The United Nations is calling for all migrant detention centers in Libya to be shut down following last week’s airstrike on one centre that killed more than 50 refugees and migrants.
Around 120 migrants were at the Tajoura Detention Centre when it was hit on July 3, killing both women and children. A UN official said the attack could constitute a war crime.
The UN says that these “awful” detention centers are not safe for migrants, many of whom are African refugees who were caught by the Libyan Coast Guard in the Mediterranean Sea and locked up. These detention facilities have been linked to documented cases of human trafficking, forced labour, and disappearances.
Separately, in response to the airstrike Amnesty International, Human Rights Watch, and the European Council on Refugees and Exiles put out a call for the EU to help evacuate migrants from Libya’s detention centers.
They are urging European Union foreign ministers meeting at the Foreign Affairs Council in Brussels on Monday July 15 to call on Libyan authorities to shut the facilities.
“The horrific attack on the Tajoura detention centre last week has once more showed the mortal danger that women, men and children locked up in Libya are exposed to,” explained Matteo de Bellis, a researcher on migration and asylum at Amnesty International.
“Rather than keeping their eyes closed in the face of the inhuman conditions, torture, rape and other abuse refugees and migrants face in Libya’s detention centres, EU governments should urgently set up safe routes out of Libya for them, and ensure that people rescued in the central Mediterranean are not returned to Libya.” More migrants have been moved to a detention centre in Libya’s capital, despite a risk it could be hit again which led to survivors being evacuated, Medecins Sans Frontieres (MSF) said on Friday.
Around 95 migrants were moved to the Tajoura centre in Tripoli on Thursday, some rounded up in the local community and others transferred from another detention centre in the city, the aid group said.
Earlier in the week migrants left at the centre after the July 3 bombing − some of whom were sleeping in the open for fear of another strike − were either released or evacuated, following appeals from the United Nations.
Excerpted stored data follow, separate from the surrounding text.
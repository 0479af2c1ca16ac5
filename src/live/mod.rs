use std::collections::HashMap;
use std::sync::Mutex;

pub const CHAT_CHANNEL_FAMILY: &str = "chat";
pub const NAV_CHANNEL_FAMILY: &str = "nav";

/// Opaque pub/sub address: a family plus a topic within it.
#[derive(Clone, Debug, PartialEq, Eq, Hash)]
pub struct Channel {
    pub family: &'static str,
    pub topic: String,
}

impl Channel {
    pub fn chat(chat_id: &str) -> Channel {
        Channel {
            family: CHAT_CHANNEL_FAMILY,
            topic: chat_id.to_string(),
        }
    }

    /// Navigation sidebar of one viewer (a user's or a moderator's).
    pub fn nav(viewer_id: &str) -> Channel {
        Channel {
            family: NAV_CHANNEL_FAMILY,
            topic: viewer_id.to_string(),
        }
    }
}

#[derive(Clone, Debug, PartialEq)]
pub struct LiveEvent {
    pub channel: Channel,
    pub dedup_key: String,
    /// Set on durable (resumable) events only; streaming deltas carry None
    /// and may be dropped on disconnect without replay.
    pub event_id: Option<u64>,
    pub payload: serde_json::Value,
}

#[derive(Default)]
struct BrokerState {
    last_event_id: HashMap<Channel, u64>,
    history: HashMap<Channel, Vec<LiveEvent>>,
    transient: HashMap<Channel, HashMap<String, LiveEvent>>,
}

/// In-memory delta publisher. Transient publishes are last-write-wins per
/// dedup key; final publishes get a per-channel monotonically increasing
/// event ID and are retained for resumable catch-up reads.
#[derive(Default)]
pub struct LiveBroker {
    state: Mutex<BrokerState>,
}

impl LiveBroker {
    pub fn new() -> LiveBroker {
        LiveBroker::default()
    }

    /// Best-effort UI update; never the system of record. A later publish
    /// with the same dedup key replaces this one.
    pub fn publish_transient(
        &self,
        channel: Channel,
        dedup_key: &str,
        payload: serde_json::Value,
    ) {
        let event = LiveEvent {
            channel: channel.clone(),
            dedup_key: dedup_key.to_string(),
            event_id: None,
            payload,
        };
        let mut state = self.state.lock().unwrap();
        state
            .transient
            .entry(channel)
            .or_default()
            .insert(dedup_key.to_string(), event);
    }

    /// Durable state publish; returns the assigned event ID.
    pub fn publish_final(
        &self,
        channel: Channel,
        dedup_key: &str,
        payload: serde_json::Value,
    ) -> u64 {
        let mut state = self.state.lock().unwrap();
        let id = state
            .last_event_id
            .entry(channel.clone())
            .and_modify(|n| *n += 1)
            .or_insert(1);
        let event = LiveEvent {
            channel: channel.clone(),
            dedup_key: dedup_key.to_string(),
            event_id: Some(*id),
            payload,
        };
        let id = *id;
        state.history.entry(channel).or_default().push(event);
        id
    }

    pub fn last_event_id(&self, channel: &Channel) -> u64 {
        let state = self.state.lock().unwrap();
        state.last_event_id.get(channel).copied().unwrap_or(0)
    }

    /// Latest transient value for a dedup key, if any burst reached us.
    pub fn latest_transient(&self, channel: &Channel, dedup_key: &str) -> Option<LiveEvent> {
        let state = self.state.lock().unwrap();
        state
            .transient
            .get(channel)
            .and_then(|m| m.get(dedup_key))
            .cloned()
    }

    /// Durable events after `last_event_id`, for a subscriber reconnecting
    /// with a last-seen ID.
    pub fn catch_up(&self, channel: &Channel, last_event_id: u64) -> Vec<LiveEvent> {
        let state = self.state.lock().unwrap();
        state
            .history
            .get(channel)
            .map(|events| {
                events
                    .iter()
                    .filter(|e| e.event_id.is_some_and(|id| id > last_event_id))
                    .cloned()
                    .collect()
            })
            .unwrap_or_default()
    }
}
An official at the Tajoura centre who asked not to be named said that following the evacuations, “we have resumed work and started receiving more (migrants).”
He declined to give more details.
The centre was hit as forces loyal to eastern-based commander Khalifa Haftar intensified their efforts to wrest control of Tripoli from forces aligned with the internationally recognised government, which is based in the capital.
The fighting is the latest escalation in a conflict that developed after former leader Muammer Gaddafi was toppled in a Nato-backed uprising in 2011.
People smugglers exploited the turmoil to send hundreds of thousands of migrants on dangerous journeys across the central Mediterranean, though the number of crossings dropped sharply from 2017 amid an EU-backed push to block departures.
Libyan National Army (LNA) launched an offensive on Tripoli in early April, which soon stalled. The fighting has left more than 1,000 dead, including more than 100 civilians, according to the World Health Organisation.
Migrant detention centres are nominally under the government but often controlled by armed groups. Aid workers and rights groups say abuse including beating and forced labour is rife, and have long appealed for their closure.
But the centres have continued to operate, repeatedly caught in the crossfire of fighting whilst receiving new arrivals from boats intercepted by Libya’s EU-backed coastguard. The Tajoura centre, which is next to a miliary camp, was also hit by a projectile in May.
The United Nations said last week it had information that guards had shot at migrants at Tajoura as they tried to flee the air strike. The interior ministry in Tripoli denied the report.
This week, 419 migrants, including around 90 who had just been intercepted at sea, left the Tajoura centre for a facility run by the U.N. refugee agency. It tries to evacuate refugees and asylum seekers from Libya, though the process is slow.
Sam Turner, MSF’s Libya head of mission, said it was an “outstanding contradiction” for migrants to be released from the centre in recognition that it was not safe, only for more to be brought in days later.